■ **EXTRACTED DATA**:

--- START ---

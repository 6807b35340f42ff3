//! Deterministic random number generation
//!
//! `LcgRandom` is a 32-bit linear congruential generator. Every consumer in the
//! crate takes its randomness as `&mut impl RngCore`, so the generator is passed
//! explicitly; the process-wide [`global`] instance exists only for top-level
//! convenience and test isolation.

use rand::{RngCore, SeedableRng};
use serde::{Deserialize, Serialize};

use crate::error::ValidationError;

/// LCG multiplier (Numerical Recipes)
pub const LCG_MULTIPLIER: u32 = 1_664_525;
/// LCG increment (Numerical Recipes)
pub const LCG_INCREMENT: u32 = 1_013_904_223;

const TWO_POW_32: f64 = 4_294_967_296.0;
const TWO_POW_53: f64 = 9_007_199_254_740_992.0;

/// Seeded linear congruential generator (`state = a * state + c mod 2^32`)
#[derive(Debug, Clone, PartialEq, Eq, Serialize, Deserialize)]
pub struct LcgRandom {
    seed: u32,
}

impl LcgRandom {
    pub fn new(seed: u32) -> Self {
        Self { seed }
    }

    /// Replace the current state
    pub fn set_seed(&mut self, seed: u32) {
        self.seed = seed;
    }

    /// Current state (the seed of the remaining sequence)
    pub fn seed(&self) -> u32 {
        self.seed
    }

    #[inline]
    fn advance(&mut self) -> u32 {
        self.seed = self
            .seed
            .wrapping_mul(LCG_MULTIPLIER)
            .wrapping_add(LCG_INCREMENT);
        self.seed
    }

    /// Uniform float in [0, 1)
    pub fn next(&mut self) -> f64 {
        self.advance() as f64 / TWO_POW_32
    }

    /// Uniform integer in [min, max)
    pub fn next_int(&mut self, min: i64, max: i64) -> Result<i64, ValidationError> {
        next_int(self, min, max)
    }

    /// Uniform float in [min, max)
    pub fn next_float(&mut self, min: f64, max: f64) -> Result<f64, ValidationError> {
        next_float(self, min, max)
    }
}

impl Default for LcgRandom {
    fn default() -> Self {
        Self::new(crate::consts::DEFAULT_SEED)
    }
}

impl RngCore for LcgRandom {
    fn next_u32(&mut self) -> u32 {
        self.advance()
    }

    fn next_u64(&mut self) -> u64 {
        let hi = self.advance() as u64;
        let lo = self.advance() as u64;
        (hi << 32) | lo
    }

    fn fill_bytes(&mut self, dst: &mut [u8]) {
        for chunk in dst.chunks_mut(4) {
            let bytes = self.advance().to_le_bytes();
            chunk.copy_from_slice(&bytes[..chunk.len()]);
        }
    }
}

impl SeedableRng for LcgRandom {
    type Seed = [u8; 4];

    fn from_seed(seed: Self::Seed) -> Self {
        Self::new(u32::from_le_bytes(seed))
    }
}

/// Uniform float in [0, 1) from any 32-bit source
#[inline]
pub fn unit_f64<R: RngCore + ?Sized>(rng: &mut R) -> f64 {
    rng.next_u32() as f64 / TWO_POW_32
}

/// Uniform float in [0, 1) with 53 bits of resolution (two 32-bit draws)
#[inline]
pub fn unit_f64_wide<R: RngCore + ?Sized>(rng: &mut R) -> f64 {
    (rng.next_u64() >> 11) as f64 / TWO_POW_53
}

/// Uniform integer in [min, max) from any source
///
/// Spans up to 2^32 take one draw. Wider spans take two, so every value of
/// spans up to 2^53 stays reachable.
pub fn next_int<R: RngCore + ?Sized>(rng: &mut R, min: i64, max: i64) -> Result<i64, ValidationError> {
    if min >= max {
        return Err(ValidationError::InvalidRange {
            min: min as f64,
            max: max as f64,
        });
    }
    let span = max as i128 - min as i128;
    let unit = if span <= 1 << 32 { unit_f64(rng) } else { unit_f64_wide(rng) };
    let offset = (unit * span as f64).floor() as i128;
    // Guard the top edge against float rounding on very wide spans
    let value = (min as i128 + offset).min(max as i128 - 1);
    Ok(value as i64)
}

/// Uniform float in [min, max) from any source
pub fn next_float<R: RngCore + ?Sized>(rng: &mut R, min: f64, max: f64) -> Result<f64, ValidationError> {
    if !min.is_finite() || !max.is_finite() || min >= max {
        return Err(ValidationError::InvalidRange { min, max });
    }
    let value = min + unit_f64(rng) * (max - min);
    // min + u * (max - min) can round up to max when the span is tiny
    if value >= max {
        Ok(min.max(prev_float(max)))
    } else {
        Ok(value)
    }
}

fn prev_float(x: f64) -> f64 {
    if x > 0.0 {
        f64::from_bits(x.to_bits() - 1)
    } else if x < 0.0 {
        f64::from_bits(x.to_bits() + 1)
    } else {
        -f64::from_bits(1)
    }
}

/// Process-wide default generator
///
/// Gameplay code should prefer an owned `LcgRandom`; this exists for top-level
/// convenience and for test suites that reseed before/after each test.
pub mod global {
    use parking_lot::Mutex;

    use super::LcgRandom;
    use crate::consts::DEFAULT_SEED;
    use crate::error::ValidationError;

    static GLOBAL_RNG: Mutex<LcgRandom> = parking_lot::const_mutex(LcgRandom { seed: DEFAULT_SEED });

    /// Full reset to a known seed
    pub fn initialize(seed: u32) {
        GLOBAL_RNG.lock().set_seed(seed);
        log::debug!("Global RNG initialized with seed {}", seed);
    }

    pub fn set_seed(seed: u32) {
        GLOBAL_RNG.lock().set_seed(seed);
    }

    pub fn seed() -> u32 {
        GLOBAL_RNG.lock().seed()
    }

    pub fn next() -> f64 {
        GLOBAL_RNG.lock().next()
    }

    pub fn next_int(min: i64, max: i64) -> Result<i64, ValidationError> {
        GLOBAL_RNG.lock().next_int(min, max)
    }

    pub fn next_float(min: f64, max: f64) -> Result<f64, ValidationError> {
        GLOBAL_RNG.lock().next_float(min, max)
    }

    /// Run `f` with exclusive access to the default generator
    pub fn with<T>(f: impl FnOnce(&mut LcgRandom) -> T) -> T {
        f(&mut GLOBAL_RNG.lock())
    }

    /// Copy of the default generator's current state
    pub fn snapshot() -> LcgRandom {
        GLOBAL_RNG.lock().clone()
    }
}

--- END ---

■ **TO DO**: Taking the entries above, restate exactly those lines that fall between the line with "2^53 stays reachable." and the line with "if !min.is_finite() ||", keeping both of those lines too.

■ **EXERCISE RESULT**:
/// spans up to 2^53 stays reachable.
pub fn next_int<R: RngCore + ?Sized>(rng: &mut R, min: i64, max: i64) -> Result<i64, ValidationError> {
    if min >= max {
        return Err(ValidationError::InvalidRange {
            min: min as f64,
            max: max as f64,
        });
    }
    let span = max as i128 - min as i128;
    let unit = if span <= 1 << 32 { unit_f64(rng) } else { unit_f64_wide(rng) };
    let offset = (unit * span as f64).floor() as i128;
    // Guard the top edge against float rounding on very wide spans
    let value = (min as i128 + offset).min(max as i128 - 1);
    Ok(value as i64)
}

/// Uniform float in [min, max) from any source
pub fn next_float<R: RngCore + ?Sized>(rng: &mut R, min: f64, max: f64) -> Result<f64, ValidationError> {
    if !min.is_finite() || !max.is_finite() || min >= max {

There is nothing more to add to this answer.